The Superintendent went on to talk about the exam school admissions policy, saying she understands concerns regarding flaws in the policy but cannot change the policy at this time. She cited several reasons why BPS is unable to make any changes, including a five year waiting period included in the policy; lack of available data; complexity of applying data on an individual level; and respect for the task force that developed this new policy. Member Brandon Cardet-Hernandez pushed back on each of these justifications, pointing out that nothing requires them to wait five years; the task force changed their proposed policy at the eleventh hour; the individual-level data already exists at the state level; the current policy makes it mathematically impossible for students in certain schools to get into their first choice exam school; and allocating the bonus points to individuals rather than whole schools would better meet their original intention of providing opportunity to economically disadvantaged students. These arguments were echoed by public commenters who expressed frustration with the district’s unwillingness to address the flaws in this policy.
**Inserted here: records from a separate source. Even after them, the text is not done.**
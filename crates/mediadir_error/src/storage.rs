//! Content store error types.

use crate::GrantRequest;

/// Kinds of content store errors.
#[derive(Debug, Clone, PartialEq, Eq, Hash, PartialOrd, Ord, derive_more::Display)]
pub enum StoreErrorKind {
    /// Caller passed an empty or missing required value
    #[display("Invalid argument: {}", _0)]
    InvalidArgument(String),
    /// A record the operation depends on does not exist
    #[display("Record not found: {}", _0)]
    NotFound(String),
    /// The store rejected a new metadata row
    #[display("Insert denied: {}", _0)]
    InsertDenied(String),
    /// The store denied access and offers no way to recover
    #[display("Permission denied: {}", _0)]
    PermissionDenied(String),
    /// The store denied access but can grant it through the user
    #[display("Recoverable permission denied: {} (grant {})", reason, grant)]
    RecoverablePermissionDenied {
        /// Why access was denied
        reason: String,
        /// Grant request to present to the user
        grant: GrantRequest,
    },
    /// Stream read or write failure
    #[display("I/O failure: {}", _0)]
    Io(String),
    /// A row returned by the store is missing an expected column
    #[display("Malformed record: {}", _0)]
    MalformedRecord(String),
    /// An identifier-keyed mutation touched more than one row
    #[display("Integrity violation: {}", _0)]
    IntegrityViolation(String),
    /// Failed to create a directory
    #[display("Failed to create directory: {}", _0)]
    DirectoryCreation(String),
    /// Failed to read capture metadata from a record
    #[display("Failed to read photo metadata: {}", _0)]
    Metadata(String),
    /// The provider does not support the requested operation
    #[display("Unsupported operation: {}", _0)]
    Unsupported(String),
}

/// Content store error with location tracking.
///
/// # Examples
///
/// ```
/// use mediadir_error::{StoreError, StoreErrorKind};
///
/// let err = StoreError::new(StoreErrorKind::NotFound("content://media/external/file/3".to_string()));
/// assert!(format!("{}", err).contains("not found"));
/// assert!(!err.is_recoverable());
/// ```
#[derive(Debug, Clone, derive_more::Display, derive_more::Error)]
#[display("Store Error: {} at line {} in {}", kind, line, file)]
pub struct StoreError {
    /// The kind of error that occurred
    pub kind: StoreErrorKind,
    /// Line number where error was created
    pub line: u32,
    /// File where error was created
    pub file: &'static str,
}

impl StoreError {
    /// Create a new store error with automatic location tracking.
    #[track_caller]
    pub fn new(kind: StoreErrorKind) -> Self {
        let location = std::panic::Location::caller();
        Self {
            kind,
            line: location.line(),
            file: location.file(),
        }
    }

    /// Get the error kind.
    pub fn kind(&self) -> &StoreErrorKind {
        &self.kind
    }

    /// Whether the store offered a grant request with this denial.
    pub fn is_recoverable(&self) -> bool {
        matches!(
            self.kind,
            StoreErrorKind::RecoverablePermissionDenied { .. }
        )
    }

    /// The grant request attached to a recoverable denial.
    pub fn grant_request(&self) -> Option<&GrantRequest> {
        match &self.kind {
            StoreErrorKind::RecoverablePermissionDenied { grant, .. } => Some(grant),
            _ => None,
        }
    }

    /// Whether this error is any kind of permission denial.
    pub fn is_permission_denied(&self) -> bool {
        matches!(
            self.kind,
            StoreErrorKind::PermissionDenied(_)
                | StoreErrorKind::RecoverablePermissionDenied { .. }
        )
    }
}
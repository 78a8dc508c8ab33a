//! Configuration for mediadir.
//!
//! Configuration is layered with the `config` crate:
//! - Bundled defaults (include_str! from mediadir.toml)
//! - User overrides (~/.config/mediadir/mediadir.toml, then ./mediadir.toml)
//! - `MEDIADIR_*` environment variables
//!
//! Later sources override earlier ones.

use crate::{SortOrder, StorageMode};
use config::{Config, Environment, File, FileFormat};
use derive_getters::Getters;
use mediadir_error::{ConfigError, MediaDirError, MediaDirResult};
use serde::{Deserialize, Serialize};
use std::path::PathBuf;
use tracing::{debug, instrument};

const MIN_BUFFER_SIZE: usize = 1024;
const MAX_BUFFER_SIZE: usize = 1024 * 1024;

/// Top-level mediadir configuration.
///
/// # Example
///
/// ```toml
/// root = "/var/lib/mediadir"
/// storage_mode = "scoped"
/// buffer_size = 8192
///
/// [default_sort]
/// column = "id"
/// direction = "descending"
/// ```
#[derive(
    Debug, Clone, PartialEq, Eq, Serialize, Deserialize, Getters, derive_setters::Setters,
)]
#[setters(prefix = "with_", into)]
pub struct MediaDirConfig {
    /// Directory the filesystem provider keeps content under
    #[serde(default = "default_root")]
    root: PathBuf,

    /// Whether absolute paths are exposed for records
    #[serde(default)]
    storage_mode: StorageMode,

    /// Size of the intermediate copy buffer in bytes
    #[serde(default = "default_buffer_size")]
    buffer_size: usize,

    /// Sort order applied to queries that do not specify one
    #[serde(default)]
    default_sort: SortOrder,
}

fn default_root() -> PathBuf {
    PathBuf::from("mediadir-store")
}

fn default_buffer_size() -> usize {
    8 * 1024
}

impl Default for MediaDirConfig {
    fn default() -> Self {
        Self {
            root: default_root(),
            storage_mode: StorageMode::default(),
            buffer_size: default_buffer_size(),
            default_sort: SortOrder::default(),
        }
    }
}

impl MediaDirConfig {
    /// Load configuration from a specific file path.
    ///
    /// # Errors
    ///
    /// Returns an error if the file cannot be read, parsed, or fails validation.
    #[instrument(skip(path), fields(path = %path.as_ref().display()))]
    pub fn from_file(path: impl AsRef<std::path::Path>) -> MediaDirResult<Self> {
        debug!("Loading configuration from file");

        let config: Self = Config::builder()
            .add_source(File::from(path.as_ref()))
            .build()
            .map_err(|e| {
                MediaDirError::from(ConfigError::new(format!(
                    "Failed to read configuration from {}: {}",
                    path.as_ref().display(),
                    e
                )))
            })?
            .try_deserialize()
            .map_err(|e| {
                MediaDirError::from(ConfigError::new(format!(
                    "Failed to parse configuration: {}",
                    e
                )))
            })?;

        config.validate()?;
        Ok(config)
    }

    /// Load configuration with precedence: environment > current dir > home dir > bundled default.
    ///
    /// User config files are optional and silently skipped if not found.
    ///
    /// # Example
    ///
    /// ```no_run
    /// use mediadir_core::MediaDirConfig;
    ///
    /// # fn main() -> Result<(), Box<dyn std::error::Error>> {
    /// let config = MediaDirConfig::load()?;
    /// println!("content root: {}", config.root().display());
    /// # Ok(())
    /// # }
    /// ```
    #[instrument]
    pub fn load() -> MediaDirResult<Self> {
        debug!("Loading configuration with precedence: env > current dir > home dir > bundled defaults");

        const DEFAULT_CONFIG: &str = include_str!("../../../mediadir.toml");

        let mut builder =
            Config::builder().add_source(File::from_str(DEFAULT_CONFIG, FileFormat::Toml));

        if let Some(home) = dirs::home_dir() {
            let home_config = home.join(".config/mediadir/mediadir.toml");
            builder = builder.add_source(File::from(home_config).required(false));
        }

        builder = builder
            .add_source(File::with_name("mediadir").required(false))
            .add_source(Environment::with_prefix("MEDIADIR"));

        let config: Self = builder
            .build()
            .map_err(|e| {
                MediaDirError::from(ConfigError::new(format!(
                    "Failed to build configuration: {}",
                    e
                )))
            })?
            .try_deserialize()
            .map_err(|e| {
                MediaDirError::from(ConfigError::new(format!(
                    "Failed to parse configuration: {}",
                    e
                )))
            })?;

        config.validate()?;
        Ok(config)
    }

    /// Check that values are usable.
    ///
    /// # Errors
    ///
    /// Returns an error if the copy buffer size is outside 1 KiB..=1 MiB.
    pub fn validate(&self) -> MediaDirResult<()> {
        if !(MIN_BUFFER_SIZE..=MAX_BUFFER_SIZE).contains(&self.buffer_size) {
            return Err(ConfigError::new(format!(
                "buffer_size must be between {} and {}, got {}",
                MIN_BUFFER_SIZE, MAX_BUFFER_SIZE, self.buffer_size
            ))
            .into());
        }
        Ok(())
    }
}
After votes on new union agreements and a charter amendment for Boston Green Academy, the remainder of the meeting was spent discussing the district’s 2023 MCAS results. The Superintendent’s team indicated that the district made improvements from last year, noting they are no longer performing in the bottom 10% of districts statewide and are now labeled as “not requiring assistance or intervention.” Many schools showed year-over-year growth, though BPS leaders acknowledged the need for further improvement, particularly among multilingual learners. While BPS named the schools who showed substantial improvement in their scores, we did not hear what those schools are doing that contributed to their improvement.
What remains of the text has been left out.